[Stored data]
───

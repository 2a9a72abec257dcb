//! Prediction log - append-only CSV of scored records
//!
//! One header row when the file is created, then one row per prediction.
//! Writes go through a single append-mode handle behind a mutex, so
//! concurrent requests never interleave partial rows.

use std::fs::{self, File, OpenOptions};
use std::io::{self, Write};
use std::path::{Path, PathBuf};

use parking_lot::Mutex;

use crate::models::{MetricsRecord, RiskLevel, EXPECTED_FIELDS};

pub const LEVEL_COLUMN: &str = "predicted_productivity";

pub struct PredictionLog {
    file: Mutex<Option<File>>,
    path: PathBuf,
}

impl PredictionLog {
    pub fn new(path: impl Into<PathBuf>) -> Self {
        Self {
            file: Mutex::new(None),
            path: path.into(),
        }
    }

    pub fn path(&self) -> &Path {
        &self.path
    }

    /// Append one prediction row
    pub fn append(&self, record: &MetricsRecord, level: RiskLevel) -> io::Result<()> {
        let mut guard = self.file.lock();

        if guard.is_none() {
            *guard = Some(self.open()?);
        }

        let Some(file) = guard.as_mut() else {
            return Ok(());
        };

        let mut row: Vec<String> = EXPECTED_FIELDS
            .iter()
            .map(|f| record.get(f).map(|v| v.to_csv_cell()).unwrap_or_default())
            .collect();
        row.push(level.to_string());

        // Single write per row keeps appends whole
        let line = format!("{}\n", row.join(","));
        if let Err(e) = file.write_all(line.as_bytes()) {
            // Reopen on the next append, e.g. after the file was rotated away
            *guard = None;
            return Err(e);
        }

        Ok(())
    }

    fn open(&self) -> io::Result<File> {
        if let Some(parent) = self.path.parent() {
            if !parent.as_os_str().is_empty() {
                fs::create_dir_all(parent)?;
            }
        }

        let mut file = OpenOptions::new().create(true).append(true).open(&self.path)?;

        if file.metadata()?.len() == 0 {
            let mut header: Vec<&str> = EXPECTED_FIELDS.to_vec();
            header.push(LEVEL_COLUMN);
            writeln!(file, "{}", header.join(","))?;
            tracing::info!("Created prediction log at {}", self.path.display());
        }

        Ok(file)
    }
}

impl std::fmt::Debug for PredictionLog {
    fn fmt(&self, f: &mut std::fmt::Formatter<'_>) -> std::fmt::Result {
        f.debug_struct("PredictionLog").field("path", &self.path).finish()
    }
}
//! Prediction output models

use serde::Serialize;

/// Confidence reported for every prediction until a model exposes posteriors
pub const DEFAULT_CONFIDENCE: f64 = 0.85;

/// Factors reported for any level above low risk
pub const RISK_FACTORS: [&str; 2] = ["performance", "utilization"];

/// Discretized productivity risk (1 = low risk, 3 = high risk)
#[derive(Debug, Clone, Copy, PartialEq, Eq, PartialOrd, Ord, Hash, Serialize)]
#[serde(into = "u8")]
pub enum RiskLevel {
    Low = 1,
    Medium = 2,
    High = 3,
}

impl RiskLevel {
    pub fn as_u8(self) -> u8 {
        self as u8
    }
}

impl From<RiskLevel> for u8 {
    fn from(level: RiskLevel) -> Self {
        level.as_u8()
    }
}

impl TryFrom<i64> for RiskLevel {
    type Error = String;

    fn try_from(value: i64) -> Result<Self, Self::Error> {
        match value {
            1 => Ok(RiskLevel::Low),
            2 => Ok(RiskLevel::Medium),
            3 => Ok(RiskLevel::High),
            other => Err(format!("risk level out of range: {}", other)),
        }
    }
}

impl std::fmt::Display for RiskLevel {
    fn fmt(&self, f: &mut std::fmt::Formatter<'_>) -> std::fmt::Result {
        write!(f, "{}", self.as_u8())
    }
}

/// Weighted risk score in [0, 1]
#[derive(Debug, Clone, Copy, PartialEq, PartialOrd)]
pub struct RiskScore(f64);

impl RiskScore {
    pub fn new(value: f64) -> Self {
        Self(if value.is_finite() { value.clamp(0.0, 1.0) } else { 0.0 })
    }

    pub fn value(self) -> f64 {
        self.0
    }
}

/// Body returned by `POST /predict`
#[derive(Debug, Clone, PartialEq, Serialize)]
pub struct PredictionResponse {
    pub predicted_productivity: RiskLevel,
    pub confidence: f64,
    pub risk_factors: Vec<String>,
}

impl PredictionResponse {
    pub fn from_level(level: RiskLevel) -> Self {
        let risk_factors = if level > RiskLevel::Low {
            RISK_FACTORS.iter().map(|f| f.to_string()).collect()
        } else {
            Vec::new()
        };

        Self {
            predicted_productivity: level,
            confidence: DEFAULT_CONFIDENCE,
            risk_factors,
        }
    }
}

───

* _YOUR GOAL_: In the entries above, find each line that has the word "reported". Copy it.

* _TASK OUTPUT_:
/// Confidence reported for every prediction until a model exposes posteriors
/// Factors reported for any level above low risk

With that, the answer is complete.